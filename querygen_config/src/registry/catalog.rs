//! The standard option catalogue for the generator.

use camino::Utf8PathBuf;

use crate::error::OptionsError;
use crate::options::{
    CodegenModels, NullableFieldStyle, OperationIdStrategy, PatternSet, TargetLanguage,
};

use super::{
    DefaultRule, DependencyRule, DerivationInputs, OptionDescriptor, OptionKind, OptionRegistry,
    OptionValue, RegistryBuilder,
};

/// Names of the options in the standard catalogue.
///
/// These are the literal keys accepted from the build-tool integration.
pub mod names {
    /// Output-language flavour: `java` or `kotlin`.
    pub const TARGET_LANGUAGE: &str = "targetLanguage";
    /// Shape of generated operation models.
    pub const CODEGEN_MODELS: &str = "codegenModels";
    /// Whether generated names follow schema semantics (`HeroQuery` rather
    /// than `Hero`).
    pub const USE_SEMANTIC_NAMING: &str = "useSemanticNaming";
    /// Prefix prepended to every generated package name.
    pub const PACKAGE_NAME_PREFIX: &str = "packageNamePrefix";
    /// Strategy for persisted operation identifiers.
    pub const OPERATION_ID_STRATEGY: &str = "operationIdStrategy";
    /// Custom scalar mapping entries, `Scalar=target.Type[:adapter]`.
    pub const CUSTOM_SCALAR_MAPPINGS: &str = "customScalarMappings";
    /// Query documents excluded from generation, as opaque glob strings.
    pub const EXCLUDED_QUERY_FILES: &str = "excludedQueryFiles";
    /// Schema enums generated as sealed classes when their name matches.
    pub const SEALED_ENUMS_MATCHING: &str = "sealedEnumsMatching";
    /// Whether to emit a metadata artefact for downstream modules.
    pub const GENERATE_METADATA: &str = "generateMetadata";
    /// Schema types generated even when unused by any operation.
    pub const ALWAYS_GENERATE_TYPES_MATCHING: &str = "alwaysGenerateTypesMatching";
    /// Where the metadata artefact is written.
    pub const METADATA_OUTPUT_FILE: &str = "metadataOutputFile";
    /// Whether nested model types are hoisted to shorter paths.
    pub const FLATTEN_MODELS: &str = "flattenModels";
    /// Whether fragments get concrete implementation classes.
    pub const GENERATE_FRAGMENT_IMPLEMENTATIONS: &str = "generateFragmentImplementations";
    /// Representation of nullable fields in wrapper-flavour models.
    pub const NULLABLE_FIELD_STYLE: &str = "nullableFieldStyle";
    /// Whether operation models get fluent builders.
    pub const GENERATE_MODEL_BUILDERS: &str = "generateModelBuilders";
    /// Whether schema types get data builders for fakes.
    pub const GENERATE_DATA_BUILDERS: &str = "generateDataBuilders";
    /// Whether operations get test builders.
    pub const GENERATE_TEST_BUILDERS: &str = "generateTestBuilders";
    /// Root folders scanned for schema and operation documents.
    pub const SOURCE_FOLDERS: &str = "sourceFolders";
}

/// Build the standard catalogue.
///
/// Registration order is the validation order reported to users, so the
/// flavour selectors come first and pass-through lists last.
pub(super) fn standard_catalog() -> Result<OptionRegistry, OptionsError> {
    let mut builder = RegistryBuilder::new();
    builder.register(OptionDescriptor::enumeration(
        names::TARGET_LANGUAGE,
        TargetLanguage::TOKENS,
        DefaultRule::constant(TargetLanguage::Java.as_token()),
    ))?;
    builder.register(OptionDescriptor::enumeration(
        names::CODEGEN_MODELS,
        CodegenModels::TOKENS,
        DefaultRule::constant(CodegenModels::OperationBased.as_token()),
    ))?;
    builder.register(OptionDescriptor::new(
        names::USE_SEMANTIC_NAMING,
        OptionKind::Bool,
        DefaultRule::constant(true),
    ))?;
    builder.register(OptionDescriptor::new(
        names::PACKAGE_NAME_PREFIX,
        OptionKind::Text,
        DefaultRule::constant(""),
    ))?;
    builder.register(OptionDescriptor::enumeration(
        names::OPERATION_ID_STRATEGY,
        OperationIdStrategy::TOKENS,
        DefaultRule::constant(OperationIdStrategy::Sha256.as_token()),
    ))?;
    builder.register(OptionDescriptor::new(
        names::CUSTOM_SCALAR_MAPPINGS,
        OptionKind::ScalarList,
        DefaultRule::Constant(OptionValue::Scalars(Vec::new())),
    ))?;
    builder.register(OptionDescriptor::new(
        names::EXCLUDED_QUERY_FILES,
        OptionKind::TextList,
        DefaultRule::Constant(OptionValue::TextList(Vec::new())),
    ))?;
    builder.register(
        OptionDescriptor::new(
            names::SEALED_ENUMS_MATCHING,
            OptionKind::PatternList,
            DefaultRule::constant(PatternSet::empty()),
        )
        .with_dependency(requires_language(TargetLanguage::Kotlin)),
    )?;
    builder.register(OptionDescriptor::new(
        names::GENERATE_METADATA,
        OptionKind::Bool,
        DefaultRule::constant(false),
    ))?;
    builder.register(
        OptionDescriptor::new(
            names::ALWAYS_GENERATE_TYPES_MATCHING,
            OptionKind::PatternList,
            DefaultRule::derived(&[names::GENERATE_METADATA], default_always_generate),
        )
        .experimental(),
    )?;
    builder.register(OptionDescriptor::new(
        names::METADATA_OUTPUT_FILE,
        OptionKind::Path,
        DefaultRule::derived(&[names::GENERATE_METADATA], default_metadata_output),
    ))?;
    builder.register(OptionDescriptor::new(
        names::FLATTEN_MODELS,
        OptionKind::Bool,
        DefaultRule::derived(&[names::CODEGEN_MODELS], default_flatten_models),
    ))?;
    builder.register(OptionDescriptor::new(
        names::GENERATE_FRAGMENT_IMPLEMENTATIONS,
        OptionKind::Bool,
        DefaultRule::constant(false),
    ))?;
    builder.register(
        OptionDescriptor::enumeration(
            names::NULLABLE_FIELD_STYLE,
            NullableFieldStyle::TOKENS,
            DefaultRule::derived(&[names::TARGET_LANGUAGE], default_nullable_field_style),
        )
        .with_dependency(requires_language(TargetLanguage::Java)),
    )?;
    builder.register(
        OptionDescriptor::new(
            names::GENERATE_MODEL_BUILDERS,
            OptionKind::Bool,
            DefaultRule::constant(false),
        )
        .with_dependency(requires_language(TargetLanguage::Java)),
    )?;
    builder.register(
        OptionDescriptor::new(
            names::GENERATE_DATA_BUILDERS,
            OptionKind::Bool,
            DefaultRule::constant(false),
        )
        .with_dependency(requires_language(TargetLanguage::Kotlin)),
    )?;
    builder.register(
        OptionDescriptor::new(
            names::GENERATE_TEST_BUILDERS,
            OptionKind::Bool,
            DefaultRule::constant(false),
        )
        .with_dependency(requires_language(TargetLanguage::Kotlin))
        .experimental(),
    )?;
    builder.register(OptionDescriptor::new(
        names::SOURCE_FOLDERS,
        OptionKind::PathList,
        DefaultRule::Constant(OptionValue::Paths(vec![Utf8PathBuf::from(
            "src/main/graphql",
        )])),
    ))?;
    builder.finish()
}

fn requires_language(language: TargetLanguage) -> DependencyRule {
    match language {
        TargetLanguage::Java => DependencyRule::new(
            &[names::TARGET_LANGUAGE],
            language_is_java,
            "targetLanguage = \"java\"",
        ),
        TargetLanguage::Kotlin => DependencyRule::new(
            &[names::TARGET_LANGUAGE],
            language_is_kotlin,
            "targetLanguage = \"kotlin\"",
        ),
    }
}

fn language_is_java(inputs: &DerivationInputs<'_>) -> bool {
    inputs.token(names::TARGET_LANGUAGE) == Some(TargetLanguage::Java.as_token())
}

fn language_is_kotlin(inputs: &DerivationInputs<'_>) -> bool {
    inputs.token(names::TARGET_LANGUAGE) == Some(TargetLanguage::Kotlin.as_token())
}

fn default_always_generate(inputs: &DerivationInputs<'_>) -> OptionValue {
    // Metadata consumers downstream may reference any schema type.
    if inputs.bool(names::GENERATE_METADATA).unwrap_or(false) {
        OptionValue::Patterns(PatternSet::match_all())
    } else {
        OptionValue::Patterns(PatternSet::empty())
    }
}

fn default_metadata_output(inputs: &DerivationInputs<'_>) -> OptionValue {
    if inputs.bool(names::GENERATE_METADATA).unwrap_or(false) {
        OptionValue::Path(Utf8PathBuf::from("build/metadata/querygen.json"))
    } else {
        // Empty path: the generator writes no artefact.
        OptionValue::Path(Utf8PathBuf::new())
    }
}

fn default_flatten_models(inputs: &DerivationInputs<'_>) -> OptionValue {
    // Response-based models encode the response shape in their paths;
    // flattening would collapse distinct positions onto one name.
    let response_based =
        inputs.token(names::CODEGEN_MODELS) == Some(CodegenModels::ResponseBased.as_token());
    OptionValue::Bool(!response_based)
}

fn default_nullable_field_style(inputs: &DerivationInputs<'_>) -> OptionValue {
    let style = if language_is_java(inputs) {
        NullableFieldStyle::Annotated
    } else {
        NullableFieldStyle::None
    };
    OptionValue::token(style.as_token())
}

________________________________________

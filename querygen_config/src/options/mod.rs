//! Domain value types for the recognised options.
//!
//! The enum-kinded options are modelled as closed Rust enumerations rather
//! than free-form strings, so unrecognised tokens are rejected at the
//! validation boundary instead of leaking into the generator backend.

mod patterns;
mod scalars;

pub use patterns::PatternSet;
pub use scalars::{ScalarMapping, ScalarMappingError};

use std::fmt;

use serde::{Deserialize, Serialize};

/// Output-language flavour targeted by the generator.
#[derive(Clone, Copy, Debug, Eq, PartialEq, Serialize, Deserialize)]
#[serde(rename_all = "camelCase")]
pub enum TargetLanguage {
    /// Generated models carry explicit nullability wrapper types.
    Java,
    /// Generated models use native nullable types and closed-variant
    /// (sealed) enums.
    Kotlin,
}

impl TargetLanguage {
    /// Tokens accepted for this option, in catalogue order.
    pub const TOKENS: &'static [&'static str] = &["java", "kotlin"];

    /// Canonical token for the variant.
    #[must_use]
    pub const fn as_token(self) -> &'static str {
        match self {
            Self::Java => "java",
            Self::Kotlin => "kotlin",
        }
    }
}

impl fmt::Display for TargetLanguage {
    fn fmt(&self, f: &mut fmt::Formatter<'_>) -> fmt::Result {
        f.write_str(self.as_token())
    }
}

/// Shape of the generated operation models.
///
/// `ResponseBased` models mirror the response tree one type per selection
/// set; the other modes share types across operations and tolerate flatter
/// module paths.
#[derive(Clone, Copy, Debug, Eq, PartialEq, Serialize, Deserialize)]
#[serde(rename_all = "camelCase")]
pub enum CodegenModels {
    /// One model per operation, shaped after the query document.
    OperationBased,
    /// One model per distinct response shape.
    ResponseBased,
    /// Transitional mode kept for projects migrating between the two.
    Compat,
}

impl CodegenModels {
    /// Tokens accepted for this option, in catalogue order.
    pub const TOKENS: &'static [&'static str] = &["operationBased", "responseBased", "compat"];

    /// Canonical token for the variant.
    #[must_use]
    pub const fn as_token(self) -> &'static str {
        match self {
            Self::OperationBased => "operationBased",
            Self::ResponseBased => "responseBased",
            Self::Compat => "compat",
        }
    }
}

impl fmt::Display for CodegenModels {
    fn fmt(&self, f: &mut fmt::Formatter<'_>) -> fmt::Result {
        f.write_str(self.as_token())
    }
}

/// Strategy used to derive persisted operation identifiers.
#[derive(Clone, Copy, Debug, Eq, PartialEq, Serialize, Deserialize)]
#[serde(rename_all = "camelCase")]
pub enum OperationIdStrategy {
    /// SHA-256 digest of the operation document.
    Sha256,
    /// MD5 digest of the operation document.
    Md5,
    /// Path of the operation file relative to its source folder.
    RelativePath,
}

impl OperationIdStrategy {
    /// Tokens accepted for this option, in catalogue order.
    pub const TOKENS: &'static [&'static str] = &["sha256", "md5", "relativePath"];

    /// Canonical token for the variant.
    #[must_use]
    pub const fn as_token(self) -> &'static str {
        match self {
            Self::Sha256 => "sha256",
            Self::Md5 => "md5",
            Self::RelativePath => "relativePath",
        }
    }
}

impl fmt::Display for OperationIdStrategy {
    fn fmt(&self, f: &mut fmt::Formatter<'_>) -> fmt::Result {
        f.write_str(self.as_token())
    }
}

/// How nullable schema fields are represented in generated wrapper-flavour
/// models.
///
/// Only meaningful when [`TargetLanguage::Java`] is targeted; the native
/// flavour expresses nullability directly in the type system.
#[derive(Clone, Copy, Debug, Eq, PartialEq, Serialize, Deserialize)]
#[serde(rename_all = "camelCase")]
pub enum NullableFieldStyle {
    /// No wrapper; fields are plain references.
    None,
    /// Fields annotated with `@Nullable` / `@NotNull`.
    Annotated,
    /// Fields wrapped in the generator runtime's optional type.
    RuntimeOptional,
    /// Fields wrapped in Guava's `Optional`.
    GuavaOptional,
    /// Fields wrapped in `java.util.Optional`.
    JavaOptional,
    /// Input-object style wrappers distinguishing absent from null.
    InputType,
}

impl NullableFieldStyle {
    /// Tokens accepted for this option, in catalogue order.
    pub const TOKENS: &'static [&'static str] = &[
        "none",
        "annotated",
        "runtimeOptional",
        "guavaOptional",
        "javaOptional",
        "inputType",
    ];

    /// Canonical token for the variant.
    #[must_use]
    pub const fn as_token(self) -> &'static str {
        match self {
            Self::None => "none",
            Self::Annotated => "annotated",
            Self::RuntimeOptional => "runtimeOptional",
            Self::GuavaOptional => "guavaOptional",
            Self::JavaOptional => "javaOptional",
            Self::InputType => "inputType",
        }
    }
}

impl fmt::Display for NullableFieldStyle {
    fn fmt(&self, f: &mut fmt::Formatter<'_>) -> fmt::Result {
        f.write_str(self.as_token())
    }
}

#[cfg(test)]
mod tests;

________________________________________

*Task instructions*.
Give the exact lines, and only those, from the line containing "filename querygen_config/src/registry/catalog.rs" through the line containing "pub const PACKAGE_NAME_PREFIX: &str" in the entries above.

*Completed exercise*.
filename querygen_config/src/registry/catalog.rs
//! The standard option catalogue for the generator.

use camino::Utf8PathBuf;

use crate::error::OptionsError;
use crate::options::{
    CodegenModels, NullableFieldStyle, OperationIdStrategy, PatternSet, TargetLanguage,
};

use super::{
    DefaultRule, DependencyRule, DerivationInputs, OptionDescriptor, OptionKind, OptionRegistry,
    OptionValue, RegistryBuilder,
};

/// Names of the options in the standard catalogue.
///
/// These are the literal keys accepted from the build-tool integration.
pub mod names {
    /// Output-language flavour: `java` or `kotlin`.
    pub const TARGET_LANGUAGE: &str = "targetLanguage";
    /// Shape of generated operation models.
    pub const CODEGEN_MODELS: &str = "codegenModels";
    /// Whether generated names follow schema semantics (`HeroQuery` rather
    /// than `Hero`).
    pub const USE_SEMANTIC_NAMING: &str = "useSemanticNaming";
    /// Prefix prepended to every generated package name.
    pub const PACKAGE_NAME_PREFIX: &str = "packageNamePrefix";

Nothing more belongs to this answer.